После таких слов у Вадана зачесались кулаки, только уж больно хлипок был пленник, и без того полудохлый – не прибить бы нечаянно. Пусть пока сопляк покуражится, а сквитаться, если что, всегда можно.
– Что ж, Нарайн Орс, не терплю я продажных и изменникам не верю. Жди, думать буду, сразу тебя на кол или еще на что сгодишься. А ну, – повернулся он к стражнику, – вышвырни этого сучонка вон, да проследи, чтобы не сбежал куда – спрошу потом.
Страж было протянул руки, но, наткнувшись на горделивый, полный презрения взгляд пленника, осекся. Юноша повернулся и вышел сам. Вадан, прозванный Булатным, смотрел вслед и удивлялся: ни обиды или раболепства, ни горячечной ярости, ни страха за жизнь не увидел. Непросто с такими воевать, жутко и муторно. Одно хорошо, со времен потрясения тверди по всей земле и даже в Орбине старшей крови лишь капля наберется.
– Вот тебе и знак судьбы, кнез, – заговорил Йенза, как только они с владыкой остались совсем одни, – уж такой знак, что лучше и желать нельзя. Знает мальчишка что полезное, нет ли, не так важно, главное – он зол на своих и останется с нами. Значит, Орбин воюет с Орбином, а мы – просто союзники одной из сторон, пусть только для виду, но по чести – не придерешься. А уж богов мы попросим! Они любят, чтобы все по чести было.
Однако теперь сомнения появились у Вадана. Вещатель Орс войны не хотел, все старался договориться миром, предлагал уступки, и немалые, но предателем республики он быть никак не мог.
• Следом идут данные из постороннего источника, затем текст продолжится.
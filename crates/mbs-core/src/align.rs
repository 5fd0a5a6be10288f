//! Nearest-time alignment of crossing events onto the trajectory.
//!
//! Crossing lists carry timestamps only; positions come from joining
//! each event to the trajectory sample closest in time. The join is a
//! binary search into the time-ordered trajectory, so aligning m events
//! against n samples costs O((n + m) log n) rather than a linear scan
//! per event. Equidistant candidates resolve to the earlier sample.

use chrono::{DateTime, Utc};
use serde::Serialize;
use tracing::debug;

use mbs_common::{Error, Event, Result, Trajectory, TrajectorySample};

/// An event joined to its nearest trajectory sample.
#[derive(Debug, Clone, Copy, Serialize)]
pub struct AlignedEvent {
    /// The input event.
    pub event: Event,
    /// Index of the matched sample in the trajectory.
    pub sample_index: usize,
    /// The matched sample.
    pub sample: TrajectorySample,
    /// Magnitude of the time gap between event and sample, seconds.
    pub gap_seconds: f64,
}

impl AlignedEvent {
    /// Position of the matched sample as [x, y, z].
    pub fn position(&self) -> [f64; 3] {
        self.sample.position()
    }
}

/// Index of the trajectory sample nearest in time to `time`.
///
/// Events before the first or after the last sample match the boundary
/// sample; no gap bound is applied here.
pub fn nearest_sample_index(trajectory: &Trajectory, time: DateTime<Utc>) -> usize {
    let samples = trajectory.samples();
    let idx = samples.partition_point(|s| s.time <= time);
    if idx == 0 {
        return 0;
    }
    if idx == samples.len() {
        return samples.len() - 1;
    }
    let gap_before = time - samples[idx - 1].time;
    let gap_after = samples[idx].time - time;
    // Equidistant: keep the earlier sample.
    if gap_before <= gap_after {
        idx - 1
    } else {
        idx
    }
}

/// Align every event to its nearest trajectory sample.
///
/// Events may arrive unordered; they are sorted internally and results
/// are returned in the input order. When `max_gap_seconds` is given the
/// bound is checked after matching, and the worst offender is reported
/// in the error; with no bound, an event far outside the trajectory's
/// span still matches the nearest boundary sample.
pub fn align_events(
    trajectory: &Trajectory,
    events: &[Event],
    max_gap_seconds: Option<f64>,
) -> Result<Vec<AlignedEvent>> {
    let mut order: Vec<usize> = (0..events.len()).collect();
    order.sort_by_key(|&i| events[i].time);

    let mut aligned: Vec<Option<AlignedEvent>> = vec![None; events.len()];
    for &i in &order {
        let event = events[i];
        let sample_index = nearest_sample_index(trajectory, event.time);
        let sample = trajectory.samples()[sample_index];
        let gap_seconds =
            (event.time - sample.time).num_milliseconds().abs() as f64 / 1_000.0;
        aligned[i] = Some(AlignedEvent {
            event,
            sample_index,
            sample,
            gap_seconds,
        });
    }
    let aligned: Vec<AlignedEvent> = aligned.into_iter().flatten().collect();

    if let Some(bound) = max_gap_seconds {
        let worst = aligned
            .iter()
            .enumerate()
            .max_by(|a, b| a.1.gap_seconds.total_cmp(&b.1.gap_seconds));
        if let Some((index, event)) = worst {
            if event.gap_seconds > bound {
                return Err(Error::AlignmentGapExceeded {
                    index,
                    gap_seconds: event.gap_seconds,
                    max_gap_seconds: bound,
                });
            }
        }
    }

    debug!(events = aligned.len(), "aligned events to trajectory");
    Ok(aligned)
}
По сути разобраться, был он точно таким же заносчивым ублюдком, как все златокудрые, и умгар, равно как берготов с ласатринами, держал за скот, где-то между породистыми лошадьми и мясными свиньями. Так ведь хороший хозяин и свинью свою холить будет, покуда время не придет набивать колбасу.
– С нами ли он, вот бы что знать. А то как это лишь уловка? Военная хитрость... Скажи мне, Йенза, не чуешь ли ты в сопляке какого колдовства, наговора или, быть может, морока?
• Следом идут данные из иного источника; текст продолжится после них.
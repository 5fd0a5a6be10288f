//! Damped least-squares fit of the saturating confidence model.
//!
//! The model is `f(x) = 1 - exp(-a * (x - b)) + c`, fitted by
//! Levenberg-Marquardt on the 3x3 normal equations with an analytic
//! Jacobian. Parameter standard errors come from the unscaled inverse
//! normal matrix times the residual variance.

use serde::Serialize;
use thiserror::Error;

/// Number of model parameters (a, b, c).
const N_PARAMS: usize = 3;

/// Options controlling the optimizer.
#[derive(Debug, Clone)]
pub struct FitOptions {
    /// Maximum outer iterations.
    pub max_iterations: usize,
    /// Convergence threshold on the step norm and the relative residual
    /// improvement.
    pub tolerance: f64,
}

impl Default for FitOptions {
    fn default() -> Self {
        Self {
            max_iterations: 200,
            tolerance: 1e-10,
        }
    }
}

/// Outcome of a fit, converged or not.
#[derive(Debug, Clone, Copy, Serialize)]
pub struct FitReport {
    /// Fitted (a, b, c).
    pub params: [f64; 3],
    /// Standard errors: sqrt of the covariance diagonal. NaN when the
    /// system is too small or degenerate for a covariance estimate.
    pub std_errors: [f64; 3],
    /// Whether the optimizer met the convergence threshold.
    pub converged: bool,
    /// Outer iterations consumed.
    pub iterations: usize,
    /// Residual sum of squares at the reported parameters.
    pub residual_sum_squares: f64,
}

/// Errors raised before the optimizer can run.
#[derive(Debug, Error)]
pub enum FitError {
    #[error("paired arrays differ in length: {x} vs {y}")]
    LengthMismatch { x: usize, y: usize },
    #[error("not enough points to fit {params} parameters: {n}")]
    NotEnoughPoints { n: usize, params: usize },
    #[error("model is non-finite at the initial guess")]
    NonFiniteStart,
}

/// The saturating confidence model: `1 - exp(-a * (x - b)) + c`.
///
/// Monotonically non-decreasing in x for a > 0.
pub fn saturating_exp(x: f64, params: &[f64; 3]) -> f64 {
    let [a, b, c] = *params;
    1.0 - (-a * (x - b)).exp() + c
}

fn model_jacobian_row(x: f64, params: &[f64; 3]) -> [f64; 3] {
    let [a, b, _] = *params;
    let e = (-a * (x - b)).exp();
    [(x - b) * e, -a * e, 1.0]
}

fn residual_sum_squares(x: &[f64], y: &[f64], params: &[f64; 3]) -> f64 {
    x.iter()
        .zip(y)
        .map(|(&xi, &yi)| {
            let r = yi - saturating_exp(xi, params);
            r * r
        })
        .sum()
}

/// Fit the saturating model by Levenberg-Marquardt.
///
/// Returns a [`FitReport`] whether or not the optimizer converged; the
/// caller decides how to treat a non-converged report. The reference
/// initial guess for crossing-confidence data is `[1.0, 1.0, 1.0]`.
pub fn fit_saturating_exp(
    x: &[f64],
    y: &[f64],
    initial: [f64; 3],
    options: &FitOptions,
) -> Result<FitReport, FitError> {
    if x.len() != y.len() {
        return Err(FitError::LengthMismatch {
            x: x.len(),
            y: y.len(),
        });
    }
    let n = x.len();
    if n < N_PARAMS {
        return Err(FitError::NotEnoughPoints {
            n,
            params: N_PARAMS,
        });
    }

    let mut params = initial;
    let mut rss = residual_sum_squares(x, y, &params);
    if !rss.is_finite() {
        return Err(FitError::NonFiniteStart);
    }

    let mut lambda = 1e-3;
    let mut converged = false;
    let mut iterations = 0;

    for _ in 0..options.max_iterations {
        iterations += 1;

        // Assemble J^T J and J^T r at the current parameters.
        let mut jtj = [0.0f64; 9];
        let mut jtr = [0.0f64; 3];
        for (&xi, &yi) in x.iter().zip(y) {
            let row = model_jacobian_row(xi, &params);
            let r = yi - saturating_exp(xi, &params);
            for i in 0..3 {
                for j in 0..3 {
                    jtj[i * 3 + j] += row[i] * row[j];
                }
                jtr[i] += row[i] * r;
            }
        }

        // Damp the diagonal and solve for the step.
        let mut damped = jtj;
        for i in 0..3 {
            damped[i * 3 + i] += lambda * jtj[i * 3 + i].max(1e-12);
        }
        let Some(inv) = invert_3x3(&damped) else {
            lambda *= 10.0;
            continue;
        };

        let mut step = [0.0f64; 3];
        for i in 0..3 {
            for j in 0..3 {
                step[i] += inv[i * 3 + j] * jtr[j];
            }
        }

        let trial = [
            params[0] + step[0],
            params[1] + step[1],
            params[2] + step[2],
        ];
        let trial_rss = residual_sum_squares(x, y, &trial);

        if trial_rss.is_finite() && trial_rss <= rss {
            let improvement = (rss - trial_rss) / rss.max(1e-300);
            let step_norm =
                (step[0] * step[0] + step[1] * step[1] + step[2] * step[2]).sqrt();
            params = trial;
            rss = trial_rss;
            lambda = (lambda / 10.0).max(1e-12);
            if step_norm < options.tolerance || improvement < options.tolerance {
                converged = true;
                break;
            }
        } else {
            lambda *= 10.0;
            if lambda > 1e12 {
                break;
            }
        }
    }

    let std_errors = standard_errors(x, &params, rss);

    Ok(FitReport {
        params,
        std_errors,
        converged,
        iterations,
        residual_sum_squares: rss,
    })
}

/// sqrt(diag((J^T J)^-1 * rss / (n - p))) at the fitted parameters.
fn standard_errors(x: &[f64], params: &[f64; 3], rss: f64) -> [f64; 3] {
    let n = x.len();
    if n <= N_PARAMS {
        return [f64::NAN; 3];
    }

    let mut jtj = [0.0f64; 9];
    for &xi in x {
        let row = model_jacobian_row(xi, params);
        for i in 0..3 {
            for j in 0..3 {
                jtj[i * 3 + j] += row[i] * row[j];
            }
        }
    }

    let Some(inv) = invert_3x3(&jtj) else {
        return [f64::NAN; 3];
    };

    let variance = rss / (n - N_PARAMS) as f64;
    let mut errors = [0.0f64; 3];
    for i in 0..3 {
        let v = inv[i * 3 + i] * variance;
        errors[i] = if v >= 0.0 { v.sqrt() } else { f64::NAN };
    }
    errors
}

fn invert_3x3(m: &[f64; 9]) -> Option<[f64; 9]> {
    let a = m[0];
    let b = m[1];
    let c = m[2];
    let d = m[3];
    let e = m[4];
    let f = m[5];
    let g = m[6];
    let h = m[7];
    let i = m[8];

    let det = a * (e * i - f * h) - b * (d * i - f * g) + c * (d * h - e * g);
    if !det.is_finite() || det.abs() < 1e-30 {
        return None;
    }

    let inv_det = 1.0 / det;
    Some([
        (e * i - f * h) * inv_det,
        (c * h - b * i) * inv_det,
        (b * f - c * e) * inv_det,
        (f * g - d * i) * inv_det,
        (a * i - c * g) * inv_det,
        (c * d - a * f) * inv_det,
        (d * h - e * g) * inv_det,
        (b * g - a * h) * inv_det,
        (a * e - b * d) * inv_det,
    ])
}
Колдун задумчиво потеребил жидкую бороденку.
– Магия в нем есть, да и в ком из старших ее нет? Но магия у них не такая, как наша. Наша больше от знаний, от многих навыков, мы силу собираем с мира, по крупицам из мелких, незаметных источников. А у старших источник внутри сидит, в самой их сути. Так и у этого юноши свой источник, только он-то вряд ли об этом думает. Златокудрые своих детей магии не учат. Нечего опасаться. А если ты ему не веришь, хитрости или подлости ждешь – так вели присмотреть хорошенько. Вон, хоть Цвингару в сотню отдай, там не проглядят.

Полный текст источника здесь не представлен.